- _Exercise goal_: Search term "bound": please show all lines in the listing that contain it.

- _Records supplied_:
----
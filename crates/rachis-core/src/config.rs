//! # config
//!
//! why: keep every timing and sizing knob of the engine in one validated place
//! relations: consumed by node.rs, election.rs timers and the runtime's tick loop
//! what: RaftConfig with defaults, json loading and validation

use serde::{Deserialize, Serialize};

use crate::error::ConfigError;

/// Engine configuration. All durations are in milliseconds.
#[derive(Debug, Clone, PartialEq, Eq, Serialize, Deserialize)]
#[serde(default)]
pub struct RaftConfig {
    /// Lower bound of the randomized election timeout.
    pub election_timeout_min: u64,
    /// Upper bound (inclusive) of the randomized election timeout.
    pub election_timeout_max: u64,
    /// Interval between leader heartbeats. Must be below the election timeout.
    pub heartbeat_interval: u64,
    /// Logical time advanced by one call to `tick()`.
    pub tick_ms: u64,
    /// Maximum entries carried by a single AppendEntries.
    pub max_entries_per_append: u64,
    /// Entries applied since the last snapshot before a new one is taken.
    pub snapshot_threshold: u64,
    /// Run a pre-vote round before incrementing the term.
    pub pre_vote: bool,
    /// Leader steps down when it loses contact with a majority.
    pub check_quorum: bool,
    /// Seed for the election timer. `None` seeds from entropy.
    pub rng_seed: Option<u64>,
}

impl Default for RaftConfig {
    fn default() -> Self {
        Self {
            election_timeout_min: 150,
            election_timeout_max: 300,
            heartbeat_interval: 50,
            tick_ms: 10,
            max_entries_per_append: 64,
            snapshot_threshold: 1000,
            pre_vote: false,
            check_quorum: true,
            rng_seed: None,
        }
    }
}

impl RaftConfig {
    /// Parse a config document; missing fields take their defaults.
    pub fn from_json(json: &str) -> Result<Self, ConfigError> {
        let config: Self =
            serde_json::from_str(json).map_err(|e| ConfigError::Parse(e.to_string()))?;
        config.validate()?;
        Ok(config)
    }

    pub fn validate(&self) -> Result<(), ConfigError> {
        for (name, value) in [
            ("election_timeout_min", self.election_timeout_min),
            ("heartbeat_interval", self.heartbeat_interval),
            ("tick_ms", self.tick_ms),
            ("max_entries_per_append", self.max_entries_per_append),
            ("snapshot_threshold", self.snapshot_threshold),
        ] {
            if value == 0 {
                return Err(ConfigError::Zero(name));
            }
        }
        if self.election_timeout_min > self.election_timeout_max {
            return Err(ConfigError::ElectionRange {
                min: self.election_timeout_min,
                max: self.election_timeout_max,
            });
        }
        if self.heartbeat_interval >= self.election_timeout_min {
            return Err(ConfigError::HeartbeatTooSlow {
                heartbeat: self.heartbeat_interval,
                min: self.election_timeout_min,
            });
        }
        if self.tick_ms > self.heartbeat_interval {
            return Err(ConfigError::TickTooCoarse {
                tick: self.tick_ms,
                heartbeat: self.heartbeat_interval,
            });
        }
        Ok(())
    }
}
----
- _Reply_:
    /// Lower bound of the randomized election timeout.
    /// Upper bound (inclusive) of the randomized election timeout.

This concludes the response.